» **TASK OBJECTIVE**:
Your task is to transcribe the entries below exactly, from their first line down to the line containing "LengthPrefix::U32 => u32::MAX", and to stop there.

Collected data:

== Segment start ==

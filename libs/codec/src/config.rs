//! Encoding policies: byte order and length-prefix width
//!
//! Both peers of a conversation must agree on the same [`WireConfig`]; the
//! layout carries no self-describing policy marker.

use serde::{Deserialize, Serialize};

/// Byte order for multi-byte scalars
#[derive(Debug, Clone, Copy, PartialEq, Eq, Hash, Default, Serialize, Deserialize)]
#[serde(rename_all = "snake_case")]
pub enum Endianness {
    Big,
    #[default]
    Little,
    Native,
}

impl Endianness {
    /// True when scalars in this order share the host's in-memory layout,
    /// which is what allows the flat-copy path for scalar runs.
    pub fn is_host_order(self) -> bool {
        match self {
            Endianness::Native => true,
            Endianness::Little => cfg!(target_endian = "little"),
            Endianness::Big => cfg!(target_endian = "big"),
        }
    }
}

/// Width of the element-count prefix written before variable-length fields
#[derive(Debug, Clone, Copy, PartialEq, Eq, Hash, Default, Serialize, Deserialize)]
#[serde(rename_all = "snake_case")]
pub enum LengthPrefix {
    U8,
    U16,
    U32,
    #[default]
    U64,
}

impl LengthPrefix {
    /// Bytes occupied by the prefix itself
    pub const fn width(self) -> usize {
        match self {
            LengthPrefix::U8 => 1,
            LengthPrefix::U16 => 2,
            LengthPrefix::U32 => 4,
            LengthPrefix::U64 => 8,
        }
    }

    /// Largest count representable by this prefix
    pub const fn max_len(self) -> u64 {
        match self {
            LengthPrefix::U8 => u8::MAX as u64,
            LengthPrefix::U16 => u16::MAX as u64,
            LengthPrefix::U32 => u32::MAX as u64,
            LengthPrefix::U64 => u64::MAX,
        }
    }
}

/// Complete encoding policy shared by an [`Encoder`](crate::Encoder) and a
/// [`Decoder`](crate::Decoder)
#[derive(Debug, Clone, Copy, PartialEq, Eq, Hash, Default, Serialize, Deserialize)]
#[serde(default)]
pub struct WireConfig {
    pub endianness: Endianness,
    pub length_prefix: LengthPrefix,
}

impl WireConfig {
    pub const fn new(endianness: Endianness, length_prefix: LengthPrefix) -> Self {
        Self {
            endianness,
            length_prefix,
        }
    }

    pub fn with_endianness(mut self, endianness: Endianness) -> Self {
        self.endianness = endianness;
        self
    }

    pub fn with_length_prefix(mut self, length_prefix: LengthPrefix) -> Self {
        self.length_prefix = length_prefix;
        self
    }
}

== Segment end ==

» **OUTPUT BELOW**:
filename libs/codec/src/config.rs
//! Encoding policies: byte order and length-prefix width
//!
//! Both peers of a conversation must agree on the same [`WireConfig`]; the
//! layout carries no self-describing policy marker.

use serde::{Deserialize, Serialize};

/// Byte order for multi-byte scalars
#[derive(Debug, Clone, Copy, PartialEq, Eq, Hash, Default, Serialize, Deserialize)]
#[serde(rename_all = "snake_case")]
pub enum Endianness {
    Big,
    #[default]
    Little,
    Native,
}

impl Endianness {
    /// True when scalars in this order share the host's in-memory layout,
    /// which is what allows the flat-copy path for scalar runs.
    pub fn is_host_order(self) -> bool {
        match self {
            Endianness::Native => true,
            Endianness::Little => cfg!(target_endian = "little"),
            Endianness::Big => cfg!(target_endian = "big"),
        }
    }
}

/// Width of the element-count prefix written before variable-length fields
#[derive(Debug, Clone, Copy, PartialEq, Eq, Hash, Default, Serialize, Deserialize)]
#[serde(rename_all = "snake_case")]
pub enum LengthPrefix {
    U8,
    U16,
    U32,
    #[default]
    U64,
}

impl LengthPrefix {
    /// Bytes occupied by the prefix itself
    pub const fn width(self) -> usize {
        match self {
            LengthPrefix::U8 => 1,
            LengthPrefix::U16 => 2,
            LengthPrefix::U32 => 4,
            LengthPrefix::U64 => 8,
        }
    }

    /// Largest count representable by this prefix
    pub const fn max_len(self) -> u64 {
        match self {
            LengthPrefix::U8 => u8::MAX as u64,
            LengthPrefix::U16 => u16::MAX as u64,
            LengthPrefix::U32 => u32::MAX as u64,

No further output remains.